Records from a collection
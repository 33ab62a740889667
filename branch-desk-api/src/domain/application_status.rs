use serde::{Deserialize, Deserializer, Serialize, Serializer};
use std::str::FromStr;

use crate::error::ApiError;

/// Lifecycle status of a client application.
///
/// Ordering follows declaration order, matching the database enum.
#[derive(Debug, Clone, Copy, PartialEq, Eq, PartialOrd, Ord, Hash, Default)]
#[cfg_attr(feature = "sqlx", derive(sqlx::Type))]
#[cfg_attr(feature = "sqlx", sqlx(type_name = "application_status", rename_all = "kebab-case"))]
pub enum ApplicationStatus {
    #[default]
    InProgress,
    Closed,
    Transferred,
}

impl ApplicationStatus {
    pub const ALL: [ApplicationStatus; 3] = [
        ApplicationStatus::InProgress,
        ApplicationStatus::Closed,
        ApplicationStatus::Transferred,
    ];

    pub fn as_str(&self) -> &'static str {
        match self {
            ApplicationStatus::InProgress => "in-progress",
            ApplicationStatus::Closed => "closed",
            ApplicationStatus::Transferred => "transferred",
        }
    }

    /// Parses a caller-supplied status, reporting the offending field on failure
    pub fn parse_field(field: &str, value: &str) -> Result<Self, ApiError> {
        value
            .parse()
            .map_err(|_| ApiError::validation(field, format!("unknown status '{value}'")))
    }
}

impl std::fmt::Display for ApplicationStatus {
    fn fmt(&self, f: &mut std::fmt::Formatter<'_>) -> std::fmt::Result {
        f.write_str(self.as_str())
    }
}

impl FromStr for ApplicationStatus {
    type Err = ();

    fn from_str(s: &str) -> Result<Self, Self::Err> {
        match s {
            "in-progress" => Ok(ApplicationStatus::InProgress),
            "closed" => Ok(ApplicationStatus::Closed),
            "transferred" => Ok(ApplicationStatus::Transferred),
            _ => Err(()),
        }
    }
}

impl Serialize for ApplicationStatus {
    fn serialize<S>(&self, serializer: S) -> Result<S::Ok, S::Error>
    where
        S: Serializer,
    {
        serializer.serialize_str(self.as_str())
    }
}

impl<'de> Deserialize<'de> for ApplicationStatus {
    fn deserialize<D>(deserializer: D) -> Result<Self, D::Error>
    where
        D: Deserializer<'de>,
    {
        let value_str = String::deserialize(deserializer)?;
        value_str
            .parse()
            .map_err(|_| serde::de::Error::custom(format!("Invalid ApplicationStatus: {value_str}")))
    }
}
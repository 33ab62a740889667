use crate::models::audit::AuditEntryModel;
use crate::repository::create_batch::CreateBatch;
use crate::repository::find_by_id::FindById;
use crate::repository::load_audits::LoadAudits;

/// Append-only store access for audit entries; no update or delete exists
pub trait AuditEntryRepository: CreateBatch<AuditEntryModel> + FindById<AuditEntryModel> + LoadAudits {}

impl<R> AuditEntryRepository for R where R: CreateBatch<AuditEntryModel> + FindById<AuditEntryModel> + LoadAudits {}
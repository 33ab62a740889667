use async_trait::async_trait;

use crate::models::identifiable::Identifiable;

/// Generic repository trait for loading multiple entities by their ids
///
/// Returns items in the same order as the provided ids.
/// Missing items are represented as None in the result.
#[async_trait]
pub trait LoadBatch<T: Identifiable>: Send + Sync {
    /// Load multiple entities by their unique identifiers
    ///
    /// # Returns
    /// * `Ok(Vec<Option<T>>)` - A vector of optional entities in the same order as the provided ids
    ///   - `Some(T)` for entities that exist
    ///   - `None` for entities that do not exist
    /// * `Err` - An error if the query could not be executed
    async fn load_batch(&self, ids: &[T::Id]) -> Result<Vec<Option<T>>, Box<dyn std::error::Error + Send + Sync>>;
}
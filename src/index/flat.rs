//! Exact brute-force index: an `id -> vector` map with no auxiliary
//! structure.
//!
//! Guarantees 100% recall since every stored vector is scored against the
//! query; the cost is O(N * D) per search.

use crate::codec::{read_magic, read_u32, read_u64, read_vector, write_magic, write_u32, write_u64, write_vector};
use crate::config::SearchParams;
use crate::distance::DistanceMetric;
use crate::error::{Error, Result};
use crate::record::{SearchResultItem, VectorRecord};

use parking_lot::RwLock;
use rustc_hash::FxHashMap;
use std::collections::HashSet;

const MAGIC: &[u8; 4] = b"FLAT";
const VERSION: u32 = 1;

/// Exact nearest-neighbor index.
///
/// Has no thread safety of its own beyond the `RwLock` needed to satisfy
/// `&self` call signatures shared with the other index kinds — the
/// database layer's outer lock is what actually serializes access in
/// normal use (spec.md §4.3: "Thread safety: none; the database layer
/// provides it").
pub struct FlatIndex {
    dimension: usize,
    metric: DistanceMetric,
    vectors: RwLock<FxHashMap<u64, Vec<f32>>>,
}

impl FlatIndex {
    /// Creates an empty index over vectors of the given dimension.
    #[must_use]
    pub fn new(dimension: usize, metric: DistanceMetric) -> Self {
        Self { dimension, metric, vectors: RwLock::new(FxHashMap::default()) }
    }

    /// Inserts `vector` under `id`.
    ///
    /// # Errors
    ///
    /// Returns [`Error::InvalidState`] if `id` is already present.
    pub fn add(&self, id: u64, vector: &[f32]) -> Result<()> {
        let mut vectors = self.vectors.write();
        if vectors.contains_key(&id) {
            return Err(Error::InvalidState(format!("id {id} already present")));
        }
        vectors.insert(id, vector.to_vec());
        Ok(())
    }

    /// Removes `id`.
    ///
    /// # Errors
    ///
    /// Returns [`Error::VectorNotFound`] if `id` is absent.
    pub fn remove(&self, id: u64) -> Result<()> {
        let mut vectors = self.vectors.write();
        if vectors.remove(&id).is_none() {
            return Err(Error::VectorNotFound(id));
        }
        Ok(())
    }

    /// Whether `id` is present.
    #[must_use]
    pub fn contains(&self, id: u64) -> bool {
        self.vectors.read().contains_key(&id)
    }

    /// Number of stored vectors.
    #[must_use]
    pub fn size(&self) -> usize {
        self.vectors.read().len()
    }

    /// Configured vector dimension.
    #[must_use]
    pub fn dimension(&self) -> usize {
        self.dimension
    }

    /// Configured distance metric.
    #[must_use]
    pub fn metric(&self) -> DistanceMetric {
        self.metric
    }

    /// Estimated memory footprint in bytes.
    #[must_use]
    pub fn memory_usage(&self) -> usize {
        let vectors = self.vectors.read();
        vectors.len() * (std::mem::size_of::<u64>() + self.dimension * std::mem::size_of::<f32>())
    }

    /// Returns the raw vector stored under `id`, if present.
    #[must_use]
    pub fn vector_for(&self, id: u64) -> Option<Vec<f32>> {
        self.vectors.read().get(&id).cloned()
    }

    /// Scores `query` against every stored vector, applies `params`'s
    /// filter, and returns the `k` closest matches ascending by distance
    /// alongside the number of vectors actually scored.
    #[must_use]
    pub fn search(&self, query: &[f32], k: usize, params: &SearchParams) -> (Vec<SearchResultItem>, u64) {
        if query.len() != self.dimension {
            return (Vec::new(), 0);
        }
        let vectors = self.vectors.read();
        let mut scored: Vec<SearchResultItem> = Vec::new();
        for (&id, vector) in vectors.iter() {
            if !params.passes(id) {
                continue;
            }
            let distance = self.metric.calculate(query, vector);
            scored.push(SearchResultItem { id, distance });
        }
        let total_candidates = scored.len() as u64;
        scored.sort_by(|a, b| a.distance.total_cmp(&b.distance));
        scored.truncate(k);
        (scored, total_candidates)
    }

    /// Replaces the entire index with `records`.
    ///
    /// # Errors
    ///
    /// Returns [`Error::InvalidParameter`] if `records` contains a
    /// duplicate id.
    pub fn build(&self, records: &[VectorRecord]) -> Result<()> {
        let mut seen = HashSet::with_capacity(records.len());
        for record in records {
            if !seen.insert(record.id) {
                return Err(Error::InvalidParameter(format!("duplicate id {} in batch", record.id)));
            }
        }
        let mut vectors = self.vectors.write();
        vectors.clear();
        for record in records {
            vectors.insert(record.id, record.vector.clone());
        }
        Ok(())
    }

    /// Serializes to the bit-exact `FLAT` format (spec.md §6).
    ///
    /// # Errors
    ///
    /// Returns [`Error::IoError`] if writing to the in-memory buffer fails
    /// (practically infallible; kept `Result` for parity with the other
    /// index kinds, whose serialization can fail).
    pub fn serialize(&self) -> Result<Vec<u8>> {
        let vectors = self.vectors.read();
        let mut buf = Vec::new();
        write_magic(&mut buf, MAGIC)?;
        write_u32(&mut buf, VERSION)?;
        write_u64(&mut buf, self.dimension as u64)?;
        write_u32(&mut buf, self.metric.to_code())?;
        write_u64(&mut buf, vectors.len() as u64)?;
        for (&id, vector) in vectors.iter() {
            write_u64(&mut buf, id)?;
            write_vector(&mut buf, vector)?;
        }
        Ok(buf)
    }

    /// Deserializes from the bit-exact `FLAT` format.
    ///
    /// # Errors
    ///
    /// Returns [`Error::Serialization`] if `bytes` is truncated, has a
    /// bad magic, or references an unknown metric code.
    pub fn deserialize(bytes: &[u8]) -> Result<Self> {
        let mut r: &[u8] = bytes;
        read_magic(&mut r, MAGIC)?;
        let _version = read_u32(&mut r)?;
        let dimension = read_u64(&mut r)? as usize;
        let metric = DistanceMetric::from_code(read_u32(&mut r)?)?;
        let count = read_u64(&mut r)? as usize;
        let mut vectors = FxHashMap::default();
        vectors.reserve(count);
        for _ in 0..count {
            let id = read_u64(&mut r)?;
            let vector = read_vector(&mut r, dimension)?;
            vectors.insert(id, vector);
        }
        Ok(Self { dimension, metric, vectors: RwLock::new(vectors) })
    }
}

#[cfg(test)]
mod tests {
    use super::*;

    fn params() -> SearchParams {
        SearchParams::none()
    }

    #[test]
    fn exact_search_returns_nearest_ascending() {
        let index = FlatIndex::new(4, DistanceMetric::L2);
        index.add(1, &[0.0, 0.0, 0.0, 0.0]).unwrap();
        index.add(2, &[1.0, 0.0, 0.0, 0.0]).unwrap();
        index.add(3, &[0.0, 1.0, 0.0, 0.0]).unwrap();
        index.add(4, &[2.0, 0.0, 0.0, 0.0]).unwrap();

        let (items, total) = index.search(&[0.1, 0.0, 0.0, 0.0], 2, &params());
        assert_eq!(total, 4);
        assert_eq!(items.len(), 2);
        assert_eq!(items[0].id, 1);
        assert_eq!(items[1].id, 2);
        assert!((items[0].distance - 0.1).abs() < 1e-5);
    }

    #[test]
    fn duplicate_add_is_rejected() {
        let index = FlatIndex::new(2, DistanceMetric::L2);
        index.add(1, &[0.0, 0.0]).unwrap();
        assert!(index.add(1, &[1.0, 1.0]).is_err());
    }

    #[test]
    fn remove_missing_id_errors() {
        let index = FlatIndex::new(2, DistanceMetric::L2);
        assert!(matches!(index.remove(42), Err(Error::VectorNotFound(42))));
    }

    #[test]
    fn build_rejects_duplicate_ids_in_batch() {
        let index = FlatIndex::new(2, DistanceMetric::L2);
        let records = vec![VectorRecord::new(1, vec![0.0, 0.0]), VectorRecord::new(1, vec![1.0, 1.0])];
        assert!(index.build(&records).is_err());
        assert_eq!(index.size(), 0);
    }

    #[test]
    fn filter_excludes_ids_and_shrinks_total_candidates() {
        let index = FlatIndex::new(2, DistanceMetric::L2);
        index.add(1, &[0.0, 0.0]).unwrap();
        index.add(2, &[0.0, 0.1]).unwrap();
        let params = SearchParams::none().with_filter(|id| id != 1);
        let (items, total) = index.search(&[0.0, 0.0], 5, &params);
        assert_eq!(total, 1);
        assert_eq!(items.len(), 1);
        assert_eq!(items[0].id, 2);
    }

    #[test]
    fn mismatched_dimension_query_returns_empty() {
        let index = FlatIndex::new(4, DistanceMetric::L2);
        index.add(1, &[0.0, 0.0, 0.0, 0.0]).unwrap();
        let (items, total) = index.search(&[0.0, 0.0], 1, &params());
        assert!(items.is_empty());
        assert_eq!(total, 0);
    }

    #[test]
    fn serialize_round_trip_is_bit_exact() {
        let index = FlatIndex::new(3, DistanceMetric::Cosine);
        index.add(10, &[1.0, 2.0, 3.0]).unwrap();
        index.add(20, &[4.0, 5.0, 6.0]).unwrap();

        let bytes = index.serialize().unwrap();
        let restored = FlatIndex::deserialize(&bytes).unwrap();

        assert_eq!(restored.dimension(), 3);
        assert_eq!(restored.size(), 2);
        assert_eq!(restored.vector_for(10), Some(vec![1.0, 2.0, 3.0]));
        assert_eq!(restored.vector_for(20), Some(vec![4.0, 5.0, 6.0]));
    }
}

Description of the task — For this exercise, repeat exactly the lines of the data above from the one with "use async_trait::async_trait;" down to the one with "filename src/index/flat.rs", both end lines included.

Written solution —
use async_trait::async_trait;

use crate::models::identifiable::Identifiable;

/// Generic repository trait for loading multiple entities by their ids
///
/// Returns items in the same order as the provided ids.
/// Missing items are represented as None in the result.
#[async_trait]
pub trait LoadBatch<T: Identifiable>: Send + Sync {
    /// Load multiple entities by their unique identifiers
    ///
    /// # Returns
    /// * `Ok(Vec<Option<T>>)` - A vector of optional entities in the same order as the provided ids
    ///   - `Some(T)` for entities that exist
    ///   - `None` for entities that do not exist
    /// * `Err` - An error if the query could not be executed
    async fn load_batch(&self, ids: &[T::Id]) -> Result<Vec<Option<T>>, Box<dyn std::error::Error + Send + Sync>>;
}
filename src/index/flat.rs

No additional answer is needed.